Bayern setzt mit der Wiederaufnahme des 10.000-Häuser-Programmes auch die Förderung von Öl- und Gas-Brennwerttechnik fort. Hausbesitzer, die solche Modernisierungen vornehmen, werden vom Freistaat mit einem Förderbetrag von 500 Euro unterstützt, wenn die bestehende Heizung bereits zwischen 25 und 30 Jahre alt ist. Argumente dafür sind die hohe Wirtschaftlichkeit und die Effizienz solcher Heizungserneuerungen.

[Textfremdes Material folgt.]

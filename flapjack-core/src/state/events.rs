//! Events that trigger status transitions

use crate::motion::AxisId;

/// Fault conditions that force a transition
#[derive(Debug, Clone, Copy, PartialEq, Eq)]
#[cfg_attr(feature = "defmt", derive(defmt::Format))]
pub enum FaultKind {
    /// An axis reported a stall or a driver error
    MotorStall(AxisId),
    /// Heater commanded on but not ready within the watchdog window
    HeaterTimeout,
    /// Kill timeout expired while cancelled
    StuckCancel,
}

/// Events that can trigger status transitions
#[derive(Debug, Clone, Copy, PartialEq, Eq)]
#[cfg_attr(feature = "defmt", derive(defmt::Format))]
pub enum Event {
    /// Confirm button pressed
    Confirm,
    /// Cancel button pressed
    Cancel,
    /// Griddle hot and batter in the cook zone
    ReadyToBake,
    /// Cook timer expired
    CookTimeElapsed,
    /// Pancake was not collected within the pickup grace period
    PickupTimeout,
    /// Fault detected by the safety monitor
    Fault(FaultKind),
}

impl Event {
    /// Check if this event comes from a button
    pub fn is_user_event(&self) -> bool {
        matches!(self, Event::Confirm | Event::Cancel)
    }

    /// Check if this event reports a fault
    pub fn is_fault(&self) -> bool {
        matches!(self, Event::Fault(_))
    }
}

„Für das Gelingen der Energiewende Im Gebäudebereich sind sozialverträgliche und schnell wirksame Lösungen unabdingbar. Brennwerttechnik kann dabei helfen, zeitnah erhebliche Effizienzsteigerungen zu erzielen. Deshalb ist die Förderung für diese Sanierungsmaßnahme gut angelegt“, betont Adrian Willig, Geschäftsführer des Instituts für Wärme und Oeltechnik (IWO). Kombiniert mit weiteren Fördermitteln könnten Hausbesitzer in Bayern nun rund 1.700 Euro Zuschuss für eine neue Öl-Brennwertheizung erhalten.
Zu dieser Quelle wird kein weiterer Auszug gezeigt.